Featurettes and documentaries are also a plenty in this set. On the first disc there is a tribute to Jack Lemmon, whom the world lost last year. It's a nice little piece containing interviews with Chris Lemmon, his son, and former star of the FOX TV show Duets (c'mon, I can't be the only one who remembers it!), actor Peter Gallagher, director John G. Avildsen, among others.
On the second disc, there are two main documentaries, ABC: Always Be Closing, which is an in depth look at the psychology behind being a salesman, and how GGGR plays a role in salesmanship today. It's somewhat informative, but very often it misses the mark, and seems very shoddily pieced together, and not really directly related to the film itself. The second documentary, J. Roy: New and Used Furniture, is an old doc from the 50's, I suppose, and is also a look at salesman and salesmanship. It's completely unrelated to the film itself, other than sharing the same subject matter, and really has no place on this DVD whatsoever. It's the only black eye on an otherwise sterling set. If you never watch it, believe me, you're not missing a thing.
There are also interview clips from The Charlie Rose Show with Jack Lemmon and Inside The Actor's Studio with Kevin Spacey, which are AWESOME, and well worth watching... over and over again. In addition to the featurettes, there are also the obligatory cast and crew bios, and production notes.

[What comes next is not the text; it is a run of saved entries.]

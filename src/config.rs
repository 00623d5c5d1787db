//! 运行配置模块

use crate::error::{Result, SyncError};
use crate::logging::LogLevel;
use serde::{Deserialize, Serialize};
use std::fs;
use std::path::{Path, PathBuf};

/// 默认状态文件名
pub const DEFAULT_STATE_NAME: &str = ".syncdeploy-state.json";

/// 远程协议类型
#[derive(Debug, Clone, Copy, Serialize, Deserialize, PartialEq, Eq)]
#[serde(rename_all = "lowercase")]
pub enum Protocol {
    Ftp,
    WebDav,
    S3,
    Fs,
}

/// 远程存储配置
#[derive(Debug, Clone, Serialize, Deserialize)]
#[serde(rename_all = "camelCase")]
pub struct RemoteConfig {
    pub protocol: Protocol,
    /// FTP: host:port；WebDAV: URL；S3: 自定义 endpoint；Fs: 目标目录
    #[serde(default)]
    pub endpoint: Option<String>,
    #[serde(default)]
    pub username: Option<String>,
    #[serde(default)]
    pub password: Option<String>,
    #[serde(default)]
    pub bucket: Option<String>,
    #[serde(default)]
    pub region: Option<String>,
    /// 远程同步根目录
    #[serde(default)]
    pub root: Option<String>,
    #[serde(default = "default_timeout_secs")]
    pub timeout_secs: u64,
}

fn default_timeout_secs() -> u64 {
    crate::storage::OP_TIMEOUT_SECS
}

impl RemoteConfig {
    fn require<'a>(&self, field: &'a Option<String>, name: &str) -> Result<&'a str> {
        field
            .as_deref()
            .filter(|v| !v.is_empty())
            .ok_or_else(|| SyncError::Config(format!("{:?} server requires {}", self.protocol, name)))
    }

    pub fn endpoint(&self) -> Result<&str> {
        self.require(&self.endpoint, "endpoint")
    }

    pub fn username(&self) -> Result<&str> {
        self.require(&self.username, "username")
    }

    pub fn password(&self) -> Result<&str> {
        self.require(&self.password, "password")
    }

    pub fn bucket(&self) -> Result<&str> {
        self.require(&self.bucket, "bucket")
    }

    pub fn region(&self) -> Result<&str> {
        self.require(&self.region, "region")
    }

    /// 检查协议所需字段
    pub fn validate(&self) -> Result<()> {
        match self.protocol {
            Protocol::Ftp | Protocol::WebDav => {
                self.endpoint()?;
                self.username()?;
                self.password()?;
            }
            Protocol::S3 => {
                self.bucket()?;
                self.region()?;
                self.username()?;
                self.password()?;
            }
            Protocol::Fs => {
                self.endpoint()?;
            }
        }
        Ok(())
    }
}

/// 一次同步运行的完整配置
#[derive(Debug, Clone, Serialize, Deserialize)]
#[serde(rename_all = "camelCase")]
pub struct RunConfig {
    pub server: RemoteConfig,
    #[serde(default = "default_local_dir")]
    pub local_dir: PathBuf,
    #[serde(default = "default_state_name")]
    pub state_name: String,
    #[serde(default)]
    pub include: Vec<String>,
    #[serde(default = "default_exclude")]
    pub exclude: Vec<String>,
    /// 先清空远程目录再完整上传
    #[serde(default)]
    pub dangerous_clean_slate: bool,
    #[serde(default)]
    pub dry_run: bool,
    #[serde(default)]
    pub log_level: LogLevel,
    #[serde(default = "default_max_concurrent_hashes")]
    pub max_concurrent_hashes: usize,
}

fn default_local_dir() -> PathBuf {
    PathBuf::from("./")
}

fn default_state_name() -> String {
    DEFAULT_STATE_NAME.to_string()
}

pub fn default_exclude() -> Vec<String> {
    vec![
        "**/.git*".to_string(),
        "**/.git*/**".to_string(),
        "**/node_modules/**".to_string(),
    ]
}

fn default_max_concurrent_hashes() -> usize {
    8
}

impl RunConfig {
    /// 从 JSON 配置文件加载
    pub fn load(path: &Path) -> Result<Self> {
        let content = fs::read_to_string(path)
            .map_err(|e| SyncError::Config(format!("cannot read {}: {}", path.display(), e)))?;
        serde_json::from_str(&content)
            .map_err(|e| SyncError::Config(format!("cannot parse {}: {}", path.display(), e)))
    }

    pub fn validate(&self) -> Result<()> {
        self.server.validate()?;

        if self.state_name.is_empty() || self.state_name.contains('/') || self.state_name.contains('\\') {
            return Err(SyncError::Config(format!(
                "stateName must be a plain file name, got {:?}",
                self.state_name
            )));
        }

        if !self.local_dir.is_dir() {
            return Err(SyncError::Config(format!(
                "localDir {} is not a directory",
                self.local_dir.display()
            )));
        }

        if self.max_concurrent_hashes == 0 {
            return Err(SyncError::Config("maxConcurrentHashes must be at least 1".to_string()));
        }

        Ok(())
    }
}

#[cfg(test)]
mod tests {
    use super::*;

    #[test]
    fn test_defaults_applied() {
        let config: RunConfig = serde_json::from_str(
            r#"{"server": {"protocol": "ftp", "endpoint": "ftp.example.com:21", "username": "u", "password": "p"}}"#,
        )
        .unwrap();

        assert_eq!(config.state_name, DEFAULT_STATE_NAME);
        assert_eq!(config.exclude, default_exclude());
        assert!(config.include.is_empty());
        assert!(!config.dry_run);
        assert!(!config.dangerous_clean_slate);
        assert_eq!(config.log_level, LogLevel::Standard);
        assert_eq!(config.max_concurrent_hashes, 8);
        assert_eq!(config.server.timeout_secs, 60);
        assert!(config.server.validate().is_ok());
    }

    #[test]
    fn test_missing_credentials_rejected() {
        let config: RemoteConfig =
            serde_json::from_str(r#"{"protocol": "webdav", "endpoint": "https://dav.example.com"}"#)
                .unwrap();
        let err = config.validate().unwrap_err();
        assert!(err.to_string().contains("username"));
    }

    #[test]
    fn test_state_name_with_slash_rejected() {
        let dir = tempfile::tempdir().unwrap();
        let mut config: RunConfig = serde_json::from_str(
            r#"{"server": {"protocol": "fs", "endpoint": "/tmp/out"}}"#,
        )
        .unwrap();
        config.local_dir = dir.path().to_path_buf();
        assert!(config.validate().is_ok());

        config.state_name = "nested/state.json".to_string();
        assert!(config.validate().is_err());
    }
}
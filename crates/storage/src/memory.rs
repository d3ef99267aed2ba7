use std::collections::HashMap;
use std::sync::RwLock;

use async_trait::async_trait;

use crate::{ObjectStore, StorageError, validate_key};

/// In-memory object store for tests and single-process deployments.
#[derive(Default)]
pub struct MemoryStore {
    objects: RwLock<HashMap<String, Vec<u8>>>,
}

impl MemoryStore {
    pub fn new() -> Self {
        Self::default()
    }

    /// Number of stored objects.
    pub fn len(&self) -> usize {
        self.objects.read().unwrap().len()
    }

    pub fn is_empty(&self) -> bool {
        self.len() == 0
    }

    /// Keys with the given prefix, ascending. Test helper for asserting
    /// chunk cleanup after assembly.
    pub fn keys_with_prefix(&self, prefix: &str) -> Vec<String> {
        let objects = self.objects.read().unwrap();
        let mut keys: Vec<String> = objects
            .keys()
            .filter(|k| k.starts_with(prefix))
            .cloned()
            .collect();
        keys.sort();
        keys
    }
}

#[async_trait]
impl ObjectStore for MemoryStore {
    async fn put(&self, key: &str, bytes: Vec<u8>) -> Result<(), StorageError> {
        validate_key(key)?;
        self.objects.write().unwrap().insert(key.into(), bytes);
        Ok(())
    }

    async fn get(&self, key: &str) -> Result<Vec<u8>, StorageError> {
        validate_key(key)?;
        self.objects
            .read()
            .unwrap()
            .get(key)
            .cloned()
            .ok_or_else(|| StorageError::NotFound(key.into()))
    }

    async fn delete(&self, key: &str) -> Result<(), StorageError> {
        validate_key(key)?;
        self.objects.write().unwrap().remove(key);
        Ok(())
    }

    async fn compose(&self, sources: &[String], dest: &str) -> Result<u64, StorageError> {
        validate_key(dest)?;
        let mut assembled = Vec::new();
        {
            let objects = self.objects.read().unwrap();
            for source in sources {
                let bytes = objects
                    .get(source)
                    .ok_or_else(|| StorageError::NotFound(source.clone()))?;
                assembled.extend_from_slice(bytes);
            }
        }
        let total = assembled.len() as u64;
        self.objects.write().unwrap().insert(dest.into(), assembled);
        Ok(total)
    }
}

#[cfg(test)]
mod tests {
    use super::*;

    #[tokio::test]
    async fn put_get_delete() {
        let store = MemoryStore::new();
        store.put("a/b", b"hello".to_vec()).await.unwrap();
        assert_eq!(store.get("a/b").await.unwrap(), b"hello");

        store.delete("a/b").await.unwrap();
        assert!(matches!(
            store.get("a/b").await,
            Err(StorageError::NotFound(_))
        ));
    }

    #[tokio::test]
    async fn delete_missing_is_noop() {
        let store = MemoryStore::new();
        store.delete("never/there").await.unwrap();
    }

    #[tokio::test]
    async fn compose_concatenates_in_order() {
        let store = MemoryStore::new();
        store.put("c/0", b"AA".to_vec()).await.unwrap();
        store.put("c/1", b"BB".to_vec()).await.unwrap();
        store.put("c/2", b"C".to_vec()).await.unwrap();

        let total = store
            .compose(
                &["c/0".into(), "c/1".into(), "c/2".into()],
                "out/assembled",
            )
            .await
            .unwrap();
        assert_eq!(total, 5);
        assert_eq!(store.get("out/assembled").await.unwrap(), b"AABBC");
        // Sources stay in place.
        assert_eq!(store.get("c/0").await.unwrap(), b"AA");
    }

    #[tokio::test]
    async fn compose_fails_on_missing_source() {
        let store = MemoryStore::new();
        store.put("c/0", b"AA".to_vec()).await.unwrap();
        let result = store.compose(&["c/0".into(), "c/1".into()], "out").await;
        assert!(matches!(result, Err(StorageError::NotFound(_))));
    }

    #[tokio::test]
    async fn keys_with_prefix_sorted() {
        let store = MemoryStore::new();
        store.put("u/s1/1", vec![1]).await.unwrap();
        store.put("u/s1/0", vec![0]).await.unwrap();
        store.put("u/s2/0", vec![2]).await.unwrap();
        assert_eq!(store.keys_with_prefix("u/s1/"), vec!["u/s1/0", "u/s1/1"]);
    }
}
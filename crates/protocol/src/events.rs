//! The event envelope pushed over the live stream.
//!
//! An [`Event`] is immutable once emitted. The bus stamps the per-workspace
//! sequence number and emission time; payloads are typed structs serialized
//! into the envelope so subscribers can decode only the kinds they care
//! about.

use chrono::{DateTime, Utc};
use serde::{Deserialize, Serialize};

use crate::messages::FileRecord;

/// Enumerated event kinds carried on the stream.
#[derive(Debug, Clone, Copy, PartialEq, Eq, Hash, Serialize, Deserialize)]
pub enum EventKind {
    #[serde(rename = "upload.progress")]
    UploadProgress,
    #[serde(rename = "upload.complete")]
    UploadComplete,
    #[serde(rename = "upload.failed")]
    UploadFailed,
    #[serde(rename = "file.ready")]
    FileReady,
    #[serde(rename = "workspace.activity")]
    WorkspaceActivity,
    /// Synthetic marker for events dropped from a subscriber's queue.
    #[serde(rename = "events.gap")]
    Gap,
}

impl EventKind {
    /// Wire name of the kind (also the SSE event name).
    pub fn as_str(&self) -> &'static str {
        match self {
            EventKind::UploadProgress => "upload.progress",
            EventKind::UploadComplete => "upload.complete",
            EventKind::UploadFailed => "upload.failed",
            EventKind::FileReady => "file.ready",
            EventKind::WorkspaceActivity => "workspace.activity",
            EventKind::Gap => "events.gap",
        }
    }
}

/// One message on the event stream.
#[derive(Debug, Clone, PartialEq, Serialize, Deserialize)]
#[serde(rename_all = "camelCase")]
pub struct Event {
    #[serde(rename = "type")]
    pub kind: EventKind,
    pub workspace_id: String,
    /// Strictly increasing, gapless per workspace.
    pub sequence_number: u64,
    pub payload: serde_json::Value,
    pub emitted_at: DateTime<Utc>,
}

impl Event {
    /// Builds an event with the given stamped sequence number.
    pub fn new<T: Serialize>(
        kind: EventKind,
        workspace_id: impl Into<String>,
        sequence_number: u64,
        payload: &T,
    ) -> Result<Self, serde_json::Error> {
        Ok(Self {
            kind,
            workspace_id: workspace_id.into(),
            sequence_number,
            payload: serde_json::to_value(payload)?,
            emitted_at: Utc::now(),
        })
    }

    /// Decodes the payload into the given type.
    pub fn parse_payload<T: for<'de> Deserialize<'de>>(&self) -> Result<T, serde_json::Error> {
        serde_json::from_value(self.payload.clone())
    }
}

/// Reason code attached to `upload.failed`.
#[derive(Debug, Clone, Copy, PartialEq, Eq, Serialize, Deserialize)]
#[serde(rename_all = "snake_case")]
pub enum FailureReason {
    Aborted,
    HashMismatch,
    AssemblyIo,
    Expired,
}

/// Payload of `upload.progress`.
#[derive(Debug, Clone, PartialEq, Serialize, Deserialize)]
#[serde(rename_all = "camelCase")]
pub struct UploadProgressPayload {
    pub session_id: String,
    pub file_name: String,
    pub received_count: u32,
    pub total_count: u32,
    pub percentage: f64,
}

/// Payload of `upload.complete` and `file.ready`.
#[derive(Debug, Clone, PartialEq, Serialize, Deserialize)]
#[serde(rename_all = "camelCase")]
pub struct UploadCompletePayload {
    pub session_id: String,
    pub file: FileRecord,
}

/// Payload of `upload.failed`.
#[derive(Debug, Clone, PartialEq, Serialize, Deserialize)]
#[serde(rename_all = "camelCase")]
pub struct UploadFailedPayload {
    pub session_id: String,
    pub reason: FailureReason,
}

/// Payload of `events.gap`: the inclusive range of dropped sequence numbers.
#[derive(Debug, Clone, Copy, PartialEq, Eq, Serialize, Deserialize)]
#[serde(rename_all = "camelCase")]
pub struct GapPayload {
    pub from: u64,
    pub to: u64,
}

#[cfg(test)]
mod tests {
    use super::*;

    #[test]
    fn event_kind_wire_names() {
        assert_eq!(
            serde_json::to_string(&EventKind::UploadProgress).unwrap(),
            "\"upload.progress\""
        );
        assert_eq!(
            serde_json::to_string(&EventKind::Gap).unwrap(),
            "\"events.gap\""
        );
        assert_eq!(EventKind::FileReady.as_str(), "file.ready");
    }

    #[test]
    fn event_json_roundtrip() {
        let payload = UploadProgressPayload {
            session_id: "s1".into(),
            file_name: "report.pdf".into(),
            received_count: 2,
            total_count: 3,
            percentage: 66.7,
        };
        let event = Event::new(EventKind::UploadProgress, "ws-1", 42, &payload).unwrap();
        let json = serde_json::to_string(&event).unwrap();
        let parsed: Event = serde_json::from_str(&json).unwrap();
        assert_eq!(parsed.kind, EventKind::UploadProgress);
        assert_eq!(parsed.workspace_id, "ws-1");
        assert_eq!(parsed.sequence_number, 42);
        let decoded: UploadProgressPayload = parsed.parse_payload().unwrap();
        assert_eq!(decoded, payload);
    }

    #[test]
    fn event_envelope_field_names() {
        let event = Event::new(
            EventKind::Gap,
            "ws-2",
            7,
            &GapPayload { from: 3, to: 6 },
        )
        .unwrap();
        let json = serde_json::to_string(&event).unwrap();
        assert!(json.contains("\"type\":\"events.gap\""));
        assert!(json.contains("\"workspaceId\":\"ws-2\""));
        assert!(json.contains("\"sequenceNumber\":7"));
        assert!(json.contains("\"emittedAt\""));
    }

    #[test]
    fn failure_reason_serialization() {
        assert_eq!(
            serde_json::to_string(&FailureReason::AssemblyIo).unwrap(),
            "\"assembly_io\""
        );
        assert_eq!(
            serde_json::to_string(&FailureReason::Aborted).unwrap(),
            "\"aborted\""
        );
    }
}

So all told, this is certainly a special edition worthy of its name. While the two main featurettes are uneven and almost unneccessary, the rest of the set is jam packed with fun stuff that will keep even the most ardent Mamet fan busy for hours. If it was just the film being released, that would be more than enough for those of us who have been waiting for so long, but the great folks at Artisan have shown that they respect this film so very much, and have taken the time and effort to get its release on DVD just right. It's about time.